The first six miles weren’t too bad. I completed them before eating lunch by a spectacular river. Everyday thus far I’ve had lunch by the water. Today I sat on the rocks but I prefer a bridge. After a good lunch the trail turned sour. Sadists must have had a hand in building this trail because it weaves through hellish bogs with vicious bugs. Whoever decided to build a trail through the swamp should be left in it for a day in June. Certainly he’d recognized his insanity and move the trail. I walked at least a quarter of mile on logs today.
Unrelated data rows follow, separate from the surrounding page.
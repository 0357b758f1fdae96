//! Attribute storage and the attribute value grammars.
//!
//! Attributes are ordered name/value multimaps.  The *attached* scope
//! of a component holds the attributes of its instance on the page;
//! the *inherited* scope holds the floating attributes of its symbol
//! file.  The two scopes are kept separate and combined at the call
//! site, never merged.

use compact_str::CompactString;
use lazy_static::lazy_static;
use regex::Regex;
use schparse::{Object, Revision};

/// An ordered attribute list.
#[derive(Debug, Clone, Default)]
pub struct Attributes {
    items: Vec<(CompactString, CompactString)>,
}

impl Attributes {
    pub fn new() -> Attributes {
        Attributes { items: Vec::new() }
    }

    /// The attributes attached to an object, in file order.
    /// Attached text that does not parse as `name=value` has already
    /// been reported by the parser and is skipped here.
    pub fn from_attached(ob: &Object) -> Attributes {
        Attributes {
            items: ob.attached.iter()
                .filter_map(|t| t.attribute())
                .collect()
        }
    }

    /// The floating attributes of a revision: top-level text objects
    /// with `name=value` content, in file order.
    pub fn from_floating(rev: &Revision) -> Attributes {
        Attributes {
            items: rev.objects.iter()
                .filter_map(|t| t.attribute())
                .collect()
        }
    }

    /// First value of the attribute, or `None`.
    pub fn get_first(&self, name: &str) -> Option<&CompactString> {
        self.items.iter()
            .find(|(n, _)| *n == name)
            .map(|(_, v)| v)
    }

    /// All values of the attribute, in order.
    pub fn get_all<'i>(&'i self, name: &'i str)
                       -> impl Iterator<Item = &'i CompactString> + 'i
    {
        self.items.iter()
            .filter(move |(n, _)| *n == name)
            .map(|(_, v)| v)
    }

    /// All name/value pairs, in order.
    pub fn iter(&self) -> impl Iterator<Item = &(CompactString, CompactString)> {
        self.items.iter()
    }

    #[inline]
    pub fn is_empty(&self) -> bool {
        self.items.is_empty()
    }

    #[inline]
    pub fn len(&self) -> usize {
        self.items.len()
    }
}

lazy_static! {
    static ref RE_NET_VALUE: Regex =
        Regex::new(r"^([^:]+):(.+)$").unwrap();
    static ref RE_SLOTDEF: Regex =
        Regex::new(r"^([0-9]+):(.+)$").unwrap();
}

/// Parse a `net=Name:p1,p2,...` attribute value.
pub(crate) fn parse_net_value(value: &str)
                              -> Option<(CompactString, Vec<CompactString>)> {
    let caps = RE_NET_VALUE.captures(value)?;
    let name = CompactString::from(&caps[1]);
    let pins: Vec<CompactString> = caps[2].split(',')
        .map(CompactString::from)
        .collect();
    if pins.iter().any(|p| p.is_empty()) {
        return None
    }
    Some((name, pins))
}

/// Parse a `slotdef=N:p1,p2,...` attribute value.
pub(crate) fn parse_slotdef(value: &str)
                            -> Option<(u32, Vec<CompactString>)> {
    let caps = RE_SLOTDEF.captures(value)?;
    let slot: u32 = caps[1].parse().ok()?;
    let pins: Vec<CompactString> = caps[2].split(',')
        .map(CompactString::from)
        .collect();
    if pins.iter().any(|p| p.is_empty()) {
        return None
    }
    Some((slot, pins))
}

#[cfg(test)]
mod tests {
    use super::*;

    #[test]
    fn test_net_value() {
        assert_eq!(parse_net_value("GND:7,14"),
                   Some(("GND".into(), vec!["7".into(), "14".into()])));
        assert_eq!(parse_net_value("Vcc:16"),
                   Some(("Vcc".into(), vec!["16".into()])));
        assert_eq!(parse_net_value("GND"), None);
        assert_eq!(parse_net_value(":7"), None);
        assert_eq!(parse_net_value("GND:"), None);
        assert_eq!(parse_net_value("GND:7,,14"), None);
    }

    #[test]
    fn test_slotdef() {
        assert_eq!(parse_slotdef("1:1,2,3"),
                   Some((1, vec!["1".into(), "2".into(), "3".into()])));
        assert_eq!(parse_slotdef("2:4,5,6"),
                   Some((2, vec!["4".into(), "5".into(), "6".into()])));
        assert_eq!(parse_slotdef("x:1,2"), None);
        assert_eq!(parse_slotdef("1:"), None);
        assert_eq!(parse_slotdef("1"), None);
    }
}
Placed by volunteers, the foot bridges, aligned end to end, span hundreds of yards at a time. Their purpose is to help cross the swamp. However many were underwater. Others had rotted through and broken. Fortunately I did not suffer the humiliation of breaking a log, but I pity the person that breaks a log and plunges into that muddy water. In some places, the log foot bridges had busted loose from their anchors and they floated on the water. Though appearing innocent because they were exposed and dry, one step on the end and the log would toll you into the water. Each log had to be quickly checked to make sure of its stability. While I’m sure that they help, they are tedious in bad weather, and they slowed me down enough that the mosquitoes could match my pace.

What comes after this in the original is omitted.